步骤3：将发酵液在4℃离心除去菌体，获得粗酶液；

步骤4：将粗酶液加入到褐藻胶溶液中，在30-45℃的温度下酶解22h，得到酶解液——褐藻寡糖溶液；

步骤5：对酶解液依次进行超滤、纳滤、冷冻干燥，得到粉末——褐藻寡糖。

3.根据权利要求2所述的方法，其特征在于，在步骤1中，培养菌株所用到的种子培养基的配方为：

葡萄糖5g/L，蛋白胨5g/L，酵母浸粉10g/L，海水配制。

4.根据权利要求3所述的方法，其特征在于，在步骤2中，发酵罐中的发酵培养基的配方为：

葡萄糖3g/L，海藻酸钠3g/L，蛋白胨3g/L，酵母浸粉6g/L，自来水配制。

5.根据权利要求2所述的方法，其特征在于，在步骤2中，菌株发酵产酶时：

在发酵的第0-6h，调整发酵罐的通气量为24m3/h，转速为140rpm，温度为30℃；

在发酵的第6-20h，调整发酵罐的通气量为36m3/h，转速为160rpm，温度为30℃；

在发酵的第20-24h，调整发酵罐的通气量为24m3/h，转速为140rpm，温度为30℃。

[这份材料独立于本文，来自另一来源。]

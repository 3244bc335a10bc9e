//! Static route table.
//!
//! Exact-match paths only. Several paths alias the same page; each keeps
//! its own table entry so titles and sitemap entries stay per-path.

use serde::Serialize;

use crate::config::BASE_TITLE;
use crate::error::{FolioError, Result};
use crate::pages::Page;

pub const HOME_PATH: &str = "/";

#[derive(Debug, Clone, Copy, PartialEq, Eq, Serialize)]
pub struct Route {
    pub path: &'static str,
    pub page: Page,
    /// Title prefix, joined with the base title as `"<title> | <base>"`.
    pub title: &'static str,
}

pub static ROUTES: [Route; 9] = [
    Route { path: "/", page: Page::Home, title: "Home" },
    Route { path: "/projects", page: Page::AllProjects, title: "All Projects" },
    Route { path: "/publications", page: Page::Publications, title: "Publications" },
    Route {
        path: "/projects/brisbane_connectivity",
        page: Page::BrisbaneConnectivity,
        title: "Brisbane Connectivity",
    },
    Route {
        path: "/brisbane_connectivity",
        page: Page::BrisbaneConnectivity,
        title: "Brisbane Connectivity",
    },
    Route { path: "/projects/translink_od", page: Page::TranslinkOd, title: "Translink Patronage" },
    Route { path: "/translink-od", page: Page::TranslinkOd, title: "Translink Patronage" },
    Route {
        path: "/projects/transitmate_chatbot",
        page: Page::TransitmateChatbot,
        title: "TransitMate Chatbot",
    },
    Route {
        path: "/projects/feature_engineering_impact_analysis",
        page: Page::FeatureEngineering,
        title: "Feature Engineering",
    },
];

#[derive(Debug, Clone, Copy)]
pub struct RouteTable {
    routes: &'static [Route],
}

impl Default for RouteTable {
    fn default() -> Self {
        Self::new(&ROUTES)
    }
}

impl RouteTable {
    pub const fn new(routes: &'static [Route]) -> Self {
        Self { routes }
    }

    pub fn iter(&self) -> impl Iterator<Item = &'static Route> + use<> {
        let routes = self.routes;
        routes.iter()
    }

    pub fn get(&self, path: &str) -> Option<&'static Route> {
        self.routes.iter().find(|route| route.path == path)
    }

    pub fn require(&self, path: &str) -> Result<&'static Route> {
        self.get(path).ok_or_else(|| FolioError::UnknownRoute {
            path: path.to_string(),
        })
    }

    /// Page mounted for `path`; unregistered paths render [`Page::NotFound`].
    pub fn page(&self, path: &str) -> Page {
        self.get(path).map_or(Page::NotFound, |route| route.page)
    }

    /// Document title for `path`.
    pub fn title(&self, path: &str, base_title: &str) -> String {
        match self.get(path) {
            Some(route) => format!("{} | {base_title}", route.title),
            None => format!("{BASE_TITLE} | {base_title}"),
        }
    }

    /// First route whose page renders the section anchor `id`.
    pub fn owner_of_section(&self, id: &str) -> Option<&'static Route> {
        self.routes.iter().find(|route| route.page.declares_section(id))
    }

    /// Every path that mounts `page`.
    pub fn paths_of(&self, page: Page) -> impl Iterator<Item = &'static str> + use<> {
        let routes = self.routes;
        routes
            .iter()
            .filter(move |route| route.page == page)
            .map(|route| route.path)
    }
}

#[cfg(test)]
mod tests {
    use super::*;

    #[test]
    fn titles_follow_table() {
        let routes = RouteTable::default();
        assert_eq!(
            routes.title("/publications", BASE_TITLE),
            "Publications | Transport Analytics & Insights"
        );
        assert_eq!(
            routes.title("/translink-od", BASE_TITLE),
            "Translink Patronage | Transport Analytics & Insights"
        );
    }

    #[test]
    fn unknown_path_gets_fallback_title_and_not_found_page() {
        let routes = RouteTable::default();
        assert_eq!(
            routes.title("/nope", BASE_TITLE),
            "Transport Analytics & Insights | Transport Analytics & Insights"
        );
        assert_eq!(routes.page("/nope"), Page::NotFound);
        assert!(matches!(routes.require("/nope"), Err(FolioError::UnknownRoute { .. })));
    }

    #[test]
    fn matching_is_exact() {
        let routes = RouteTable::default();
        assert_eq!(routes.page("/projects/"), Page::NotFound);
        assert_eq!(routes.page("/Projects"), Page::NotFound);
    }

    #[test]
    fn aliases_share_a_page() {
        let routes = RouteTable::default();
        let paths: Vec<_> = routes.paths_of(Page::BrisbaneConnectivity).collect();
        assert_eq!(paths, ["/projects/brisbane_connectivity", "/brisbane_connectivity"]);
    }

    #[test]
    fn home_owns_projects_anchor() {
        let routes = RouteTable::default();
        assert_eq!(routes.owner_of_section("projects").map(|r| r.path), Some(HOME_PATH));
        assert!(routes.owner_of_section("no-such-anchor").is_none());
    }
}
//! DOM implementations of the core seams, built on zoon and web-sys.

pub mod analytics;
pub mod document;
pub mod logger;
pub mod router;
pub mod sections;

pub use analytics::GtagAnalytics;
pub use document::BrowserDocument;
pub use logger::ConsoleLogger;
pub use router::BrowserNavigation;
pub use sections::SectionTracker;
//! Navigation, scroll restoration and section tracking for the
//! Transport Analytics & Insights site.
//!
//! The core is platform independent: every side effect goes through the
//! [`effects`] traits. `platform::headless` drives the core against a
//! virtual document and clock; `platform::browser` (feature `browser`)
//! wires it to the DOM through zoon and web-sys.

pub mod config;
pub mod content;
pub mod disclaimer;
pub mod effects;
pub mod error;
pub mod menu;
pub mod metadata;
pub mod navigation;
pub mod pages;
pub mod platform;
pub mod routes;
pub mod sections;
pub mod sitemap;

#[cfg(feature = "browser")]
pub use zoon;

pub use config::SiteConfig;
pub use error::{FolioError, Result};
pub use navigation::{
    ClickOutcome, Href, LinkOrigin, Location, NavigationIntent, NavigationType, Navigator,
    PendingScroll, ScrollDecision, Transition,
};
pub use pages::Page;
pub use routes::{Route, RouteTable};
pub use sections::{ReadingBand, SectionDescriptor, SectionObserver};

6.根据权利要求2所述的方法，其特征在于，在步骤4中，酶解温度为35℃。

说明书

技术领域

本发明涉及一株芽孢杆菌及其在工业中的应用，具体涉及一株可产褐藻胶裂解酶且酶活性适应温度范围广的芽孢杆菌以及该菌株在工业中的应用——利用该菌株制备褐藻寡糖，属于海洋生物技术领域。

背景技术

褐藻胶是由α-L古罗糖醛酸和β-D甘露糖醛酸两种单糖醛酸组成的线性酸性多糖，广泛的存在于海带、裙带菜等大型褐藻类植物细胞壁中。褐藻胶的降解产物褐藻寡糖具有多种生物学活性，例如：降血脂、抗病毒、抗肿瘤以及抗氧化等。目前，生产褐藻寡糖的方法有两种：一步法、两步法。一步法是指一步直接完成褐藻寡糖的发酵生产。该方法一方面，产酶和酶解的最佳条件不一致，导致生产效率低；另一方面，发酵生产的过程中产生的褐藻寡糖一部分会被菌体利用，造成产物含量低。两步法是指先制备褐藻胶裂解酶再进一步酶解，排除了一步法的缺点，是目前褐藻寡糖生产的最佳选择。

发明内容

本发明的第一个目的在于提供一株可产褐藻胶裂解酶并且所产的褐藻胶裂解酶的酶活性适应温度范围较广的芽孢杆菌。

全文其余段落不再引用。